Although the series had been run on Yokohama tires since 1991, the Japanese company elected to end its relationship with the series after the 2006 series, at which point it was replaced by Cooper Tire and became title sponsor for the series.

===Specifications===
- Chassis: Swift 016.a, Carbon-fibre composite with kevlar, two roll-over structures. No change of chassis during an event
- Engine Displacement: Cosworth Built Mazda 2300 cc MZR DOHC I-4
- Gearbox: Swift 5 Speed Sequential Manual Transmission (must have reverse)
- Power Output: 300 hp @ 8000rpm
- Fuel: VP Racing Fuels 108 RON Leaded gasoline, no refueling (similar to Formula 3, GP2 Series, GP3 Series, Formula 1 and Formula Renaults)
- Fuel Tank: IMSA homologated rubber safety tank
- Fuel Delivery: Fuel injection
- Aspiration: Naturally aspirated
- Electronics/ECU: Cosworth Electronics Data: Pi Research Sigma/ECU - Pectel SQ6/Wiring - Performance Wiring Solutions wiring.
- Length: 4500 mm
- Width: 1956 mm
- Wheelbase: 2776 mm
- Weight: 643 kg, with driver
- Steering: Manual, rack and pinion
- Drivetrain: 2WD only
- Brakes: Performance Friction Brakes
- Tires: Cooper Atlantic Championship racing slicks and rain tires
- Wheel rims: BBS
- Safety equipment: HANS device, Seat belt 6-point supplied by Willans
- Prohibitings: Active suspension, telemetry and traction control

==History==
The history of Formula Atlantic begins with the Sports Car Club of America (SCCA) Formula B class, created in 1965 for single-seat formula cars with engines not exceeding 1600 cm^{3} in capacity. Prior to Formula Atlantic, professional Formula B races were held in the United States from 1965 to 1972, first with the SCCA's poorly supported Formula A, then as part of the SCCA Formula Continental Championship in 1968 (when they were largely overshadowed by the V8-powered Formula 5000 cars) and then as an independent series from 1969 to 1972.

Formula Atlantic as a class evolved in the United Kingdom in 1971 from the US Formula B rules, with 1600 cm^{3} production-based twin-cam engines (initially dominated by Lotus-Ford Twin Cam-based dry-sump Cosworth Mk.XIII, then by Cosworth BDD when the class became Atlantic in the United States, however other engines like Alfa Romeo and BMW were also eligible). Conceived by John Webb of Brands Hatch (who would later also develop the Sports 2000 class) as a category for national competitors with the performance near a Formula Two car but running costs at or below that of a contemporary Formula Three car. A single (Yellow Pages championship ran in 1971–72, with a rival BP backed series appearing in 1973. 1974 saw the BP series changing sponsor to John Player and the Yellow Pages series becoming backed by John Webb's MCD organisation and Southern Organs. In practice most top drivers competed in both series and there were no date clashes. Only one series ran in 1975–76, in the final year taking the title Indylantic and adopting Indianapolis-style single-car qualifying. But the formula was under threat from Formula 3 and no series ran in 1977–78. The series returned in 1979 with backing (for one season only) from Hitachi and continued to 1983, with diminishing grids and few new cars appearing.

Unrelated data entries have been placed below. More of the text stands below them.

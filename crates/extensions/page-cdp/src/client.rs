//! CDP WebSocket client.

use std::collections::HashMap;
use std::sync::atomic::{AtomicU64, Ordering};
use std::sync::Arc;
use std::time::Duration;

use futures::stream::{SplitSink, SplitStream};
use futures::{SinkExt, StreamExt};
use parking_lot::Mutex;
use serde_json::{json, Value};
use tokio::net::TcpStream;
use tokio::sync::oneshot;
use tokio_tungstenite::tungstenite::Message;
use tokio_tungstenite::{MaybeTlsStream, WebSocketStream};
use tracing::{debug, error, trace, warn};

use crate::error::CdpError;
use crate::protocol::{BrowserVersion, CdpRequest, CdpResponse, PageInfo};
use crate::session::PageSession;

type WsStream = WebSocketStream<MaybeTlsStream<TcpStream>>;
type WsSink = SplitSink<WsStream, Message>;
type WsSource = SplitStream<WsStream>;
type Pending = Mutex<HashMap<u64, oneshot::Sender<Result<Value, CdpError>>>>;

const REQUEST_TIMEOUT: Duration = Duration::from_secs(30);

/// Request/response plumbing shared by the client and its page sessions.
pub(crate) struct Transport {
    ws_tx: tokio::sync::Mutex<WsSink>,
    request_id: AtomicU64,
    pending: Arc<Pending>,
}

impl Transport {
    /// Send a CDP command and wait for its response.
    pub(crate) async fn call(
        &self,
        method: &str,
        params: Option<Value>,
        session_id: Option<&str>,
    ) -> Result<Value, CdpError> {
        let id = self.request_id.fetch_add(1, Ordering::SeqCst);

        let request = CdpRequest {
            id,
            method: method.to_string(),
            params,
            session_id: session_id.map(|s| s.to_string()),
        };

        let json = serde_json::to_string(&request)?;
        trace!("CDP send: {}", json);

        let (tx, rx) = oneshot::channel();
        self.pending.lock().insert(id, tx);

        {
            let mut ws = self.ws_tx.lock().await;
            if let Err(e) = ws.send(Message::Text(json.into())).await {
                self.pending.lock().remove(&id);
                return Err(e.into());
            }
        }

        match tokio::time::timeout(REQUEST_TIMEOUT, rx).await {
            Ok(Ok(result)) => result,
            Ok(Err(_)) => Err(CdpError::SessionClosed),
            Err(_) => {
                self.pending.lock().remove(&id);
                Err(CdpError::Timeout(format!("Request {} timed out", method)))
            }
        }
    }
}

/// Connection to one Chrome instance.
pub struct CdpClient {
    /// HTTP endpoint for page discovery.
    http_endpoint: String,
    browser_ws_url: String,
    transport: Arc<Transport>,
    _recv_task: tokio::task::JoinHandle<()>,
}

impl CdpClient {
    /// Connect to Chrome at `endpoint`, e.g. `http://localhost:9222`.
    pub async fn connect(endpoint: &str) -> Result<Self, CdpError> {
        let http_endpoint = url::Url::parse(endpoint)?
            .as_str()
            .trim_end_matches('/')
            .to_string();

        let version_url = format!("{}/json/version", http_endpoint);
        debug!("Fetching browser version from {}", version_url);

        let version: BrowserVersion = reqwest::get(&version_url)
            .await
            .map_err(|e| CdpError::ChromeNotAvailable(format!("{}: {}", endpoint, e)))?
            .json()
            .await
            .map_err(|e| CdpError::ChromeNotAvailable(format!("{}: {}", endpoint, e)))?;

        debug!(browser = %version.browser, protocol = %version.protocol_version, "Browser found");

        let browser_ws_url = version.web_socket_debugger_url;
        let (ws_stream, _) = tokio_tungstenite::connect_async(&browser_ws_url)
            .await
            .map_err(|e| CdpError::ConnectionFailed(format!("WebSocket: {}", e)))?;

        let (ws_sink, ws_source) = ws_stream.split();
        let pending: Arc<Pending> = Arc::new(Mutex::new(HashMap::new()));
        let transport = Arc::new(Transport {
            ws_tx: tokio::sync::Mutex::new(ws_sink),
            request_id: AtomicU64::new(1),
            pending: pending.clone(),
        });

        let recv_task = tokio::spawn(Self::receive_loop(ws_source, pending));

        debug!("CDP client connected to {}", browser_ws_url);

        Ok(Self {
            http_endpoint,
            browser_ws_url,
            transport,
            _recv_task: recv_task,
        })
    }

    /// Route responses to their waiting callers. Events are ignored.
    async fn receive_loop(mut ws_source: WsSource, pending: Arc<Pending>) {
        while let Some(msg) = ws_source.next().await {
            match msg {
                Ok(Message::Text(text)) => {
                    trace!("CDP recv: {}", text);
                    let resp = match serde_json::from_str::<CdpResponse>(&text) {
                        Ok(resp) => resp,
                        Err(e) => {
                            warn!("Failed to parse CDP message: {}", e);
                            continue;
                        }
                    };
                    let Some(id) = resp.id else {
                        continue;
                    };
                    let waiting = pending.lock().remove(&id);
                    if let Some(tx) = waiting {
                        let result = match resp.error {
                            Some(error) => Err(CdpError::Protocol {
                                code: error.code,
                                message: error.message,
                            }),
                            None => Ok(resp.result.unwrap_or(Value::Null)),
                        };
                        let _ = tx.send(result);
                    }
                }
                Ok(Message::Close(_)) => {
                    debug!("WebSocket closed");
                    break;
                }
                Err(e) => {
                    error!("WebSocket error: {}", e);
                    break;
                }
                _ => {}
            }
        }
        // Dropping the senders fails every outstanding call with SessionClosed.
        pending.lock().clear();
    }

    pub fn browser_ws_url(&self) -> &str {
        &self.browser_ws_url
    }

    /// List all targets from the HTTP endpoint.
    pub async fn list_pages(&self) -> Result<Vec<PageInfo>, CdpError> {
        let url = format!("{}/json/list", self.http_endpoint);
        let pages: Vec<PageInfo> = reqwest::get(&url).await?.json().await?;
        Ok(pages)
    }

    /// Attach to the first open page, or open one at `url` when there is
    /// none or when a `url` is given.
    pub async fn page(&self, url: Option<&str>) -> Result<PageSession, CdpError> {
        if let Some(url) = url {
            return self.new_page(url).await;
        }
        let pages = self.list_pages().await?;
        match pages.into_iter().find(PageInfo::is_page) {
            Some(info) => {
                debug!(target = %info.id, url = %info.url, "Attaching to existing page");
                self.attach_page(&info.id).await
            }
            None => Err(CdpError::NoPage(self.http_endpoint.clone())),
        }
    }

    /// Open a new tab at `url` and attach to it.
    pub async fn new_page(&self, url: &str) -> Result<PageSession, CdpError> {
        // Chrome requires PUT for /json/new
        let create_url = format!("{}/json/new?{}", self.http_endpoint, url);
        let info: PageInfo = reqwest::Client::new()
            .put(&create_url)
            .send()
            .await?
            .json()
            .await?;
        debug!("Created new page: {} - {}", info.id, info.url);

        let session = self.attach_page(&info.id).await?;
        session.wait_for_load().await?;
        Ok(session)
    }

    /// Attach to an existing target.
    pub async fn attach_page(&self, target_id: &str) -> Result<PageSession, CdpError> {
        let result = self
            .transport
            .call(
                "Target.attachToTarget",
                Some(json!({
                    "targetId": target_id,
                    "flatten": true
                })),
                None,
            )
            .await?;

        let session_id = result["sessionId"]
            .as_str()
            .ok_or_else(|| CdpError::InvalidResponse("Missing sessionId".to_string()))?
            .to_string();

        let session = PageSession::new(target_id.to_string(), session_id, self.transport.clone());
        session.enable_domains().await?;
        Ok(session)
    }
}

impl Drop for CdpClient {
    fn drop(&mut self) {
        self._recv_task.abort();
    }
}
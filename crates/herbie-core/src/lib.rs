//! # Herbie Core
//!
//! Scripting engine for browser automation.
//!
//! ## Components
//!
//! - [`ScriptParser`] - Indented pseudo-English to a command tree
//! - [`keywords`] - Keyword alias resolution per registrable domain
//! - [`Locator`] - Heuristic element lookup with retries
//! - [`Executor`] - Sequential step runner with a persisted cursor
//! - [`verification`] - Immediate checks and passive watchers
//! - [`ExecutionSession`] - Owns the page, stores, sink and config
//!
//! Everything talks to the browser through [`herbie_protocols::Page`].

pub mod actions;
pub mod error;
pub mod executor;
pub mod keywords;
pub mod locator;
pub mod parser;
pub mod session;
pub mod sinks;
pub mod verification;

pub use error::{SessionError, StepFailure};
pub use executor::{Executor, RunOutcome};
pub use keywords::{domain_for_url, registrable_domain, resolve_keywords, KeywordSet};
pub use locator::Locator;
pub use parser::ScriptParser;
pub use session::{ExecutionSession, UsabilityReport, UsabilityTask, NOT_YET_MET_MESSAGE};
pub use sinks::{ChannelSink, RecordingSink, TracingSink};
pub use verification::{SetupStatus, StatementResult, VerificationManager};
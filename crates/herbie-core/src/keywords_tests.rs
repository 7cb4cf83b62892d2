use super::*;
use async_trait::async_trait;
use std::collections::HashMap;

fn cmd(code: &[&str]) -> Command {
    let mut cmd = Command::new(0, code.join(" "), 5000);
    cmd.code = code.iter().map(|s| s.to_string()).collect();
    cmd
}

#[test]
fn test_registrable_domain() {
    assert_eq!(registrable_domain("sub.a.example.co.uk"), "co.uk");
    assert_eq!(registrable_domain("hrithik.webchartnow.com"), "webchartnow.com");
    assert_eq!(registrable_domain("example.com"), "example.com");
    assert_eq!(registrable_domain("localhost"), "localhost");
}

#[test]
fn test_domain_for_url() {
    assert_eq!(
        domain_for_url("https://www.google.com/search?q=x").as_deref(),
        Some("google.com")
    );
    assert_eq!(domain_for_url("not a url"), None);
    assert_eq!(domain_for_url("about:blank"), None);
}

#[test]
fn test_local_shadows_global() {
    let keywords = KeywordSet::new(
        vec![Keyword::new("save", "//button[@id='global']")],
        vec![Keyword::new("save", "//button[@id='local']")],
    );
    let mut c = cmd(&["click", "in", "'save'"]);
    resolve_keywords(&mut c, &keywords);
    assert_eq!(c.code[2], "//button[@id='local']");
}

#[test]
fn test_xpath_operand_untouched() {
    let keywords = KeywordSet::new(vec![Keyword::new("//a", "//b")], vec![]);
    let mut c = cmd(&["click", "in", "'//a'"]);
    resolve_keywords(&mut c, &keywords);
    assert_eq!(c.code[2], "'//a'");
}

#[test]
fn test_unknown_keyword_untouched() {
    let mut c = cmd(&["click", "in", "'Submit'"]);
    resolve_keywords(&mut c, &KeywordSet::default());
    assert_eq!(c.code[2], "'Submit'");
}

#[test]
fn test_variable_substitution_skips_typed_value() {
    let keywords = KeywordSet::new(
        vec![Keyword::new("cell", "//tr[td={$}]/td[{$}]")],
        vec![],
    );
    let mut c = cmd(&["type", "'Bob'", "in", "'cell'", "'Alice'", "'2'"]);
    resolve_keywords(&mut c, &keywords);
    // The keyword name itself is a quoted literal and binds first.
    assert_eq!(c.code[3], "//tr[td='cell']/td['Alice']");

    let mut click = cmd(&["click", "in", "'cell'", "'x'"]);
    resolve_keywords(&mut click, &keywords);
    assert_eq!(click.code[2], "//tr[td='cell']/td['x']");
}

#[test]
fn test_verify_truncates_and_mirrors_locator() {
    let keywords = KeywordSet::new(vec![Keyword::new("banner", "//div[@id='banner']")], vec![]);
    let mut c = cmd(&["verify", "\"Hi\"", "in", "\"banner\"", "in", "\"junk\""]);
    c.verify_locator = Some("banner".to_string());
    resolve_keywords(&mut c, &keywords);
    assert_eq!(c.code, vec!["verify", "\"Hi\"", "in", "//div[@id='banner']"]);
    assert_eq!(c.verify_locator.as_deref(), Some("//div[@id='banner']"));
}

#[test]
fn test_resolution_is_idempotent() {
    let keywords = KeywordSet::new(vec![Keyword::new("login", "//button[1]")], vec![]);
    let mut once = cmd(&["click", "in", "'login'"]);
    resolve_keywords(&mut once, &keywords);
    let mut twice = once.clone();
    resolve_keywords(&mut twice, &keywords);
    assert_eq!(once, twice);
}

#[test]
fn test_no_operand_after_in() {
    let mut c = cmd(&["click", "in"]);
    resolve_keywords(&mut c, &KeywordSet::new(vec![Keyword::new("in", "//x")], vec![]));
    assert_eq!(c.code, vec!["click", "in"]);
}

struct Tables {
    global: Vec<Keyword>,
    local: HashMap<String, Vec<Keyword>>,
}

#[async_trait]
impl KeywordStore for Tables {
    async fn global_keywords(&self) -> Result<Vec<Keyword>, StoreError> {
        Ok(self.global.clone())
    }

    async fn local_keywords(&self, domain: &str) -> Result<Vec<Keyword>, StoreError> {
        Ok(self.local.get(domain).cloned().unwrap_or_default())
    }
}

#[tokio::test]
async fn test_load_uses_registrable_domain() {
    let store = Tables {
        global: vec![Keyword::new("g", "//g")],
        local: HashMap::from([("example.com".to_string(), vec![Keyword::new("l", "//l")])]),
    };

    let set = KeywordSet::load(&store, Some("https://app.example.com/x")).await.unwrap();
    assert_eq!(set.global.len(), 1);
    assert_eq!(set.local.len(), 1);

    let without_url = KeywordSet::load(&store, None).await.unwrap();
    assert!(without_url.local.is_empty());
}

As a result of its similarity to Formula 2 and Formula 3 in terms of chassis regulations, Formula Atlantic typically used chassis closely related to these cars — with performance somewhere in between the two — so most of the manufacturers were familiar from those classes, particularly the likes of Brabham, Lotus, March, Chevron early on, with Ralt and then Reynard later. US manufacturer Swift came to displace the British imports and dominate in North America. Several smaller marques also appeared.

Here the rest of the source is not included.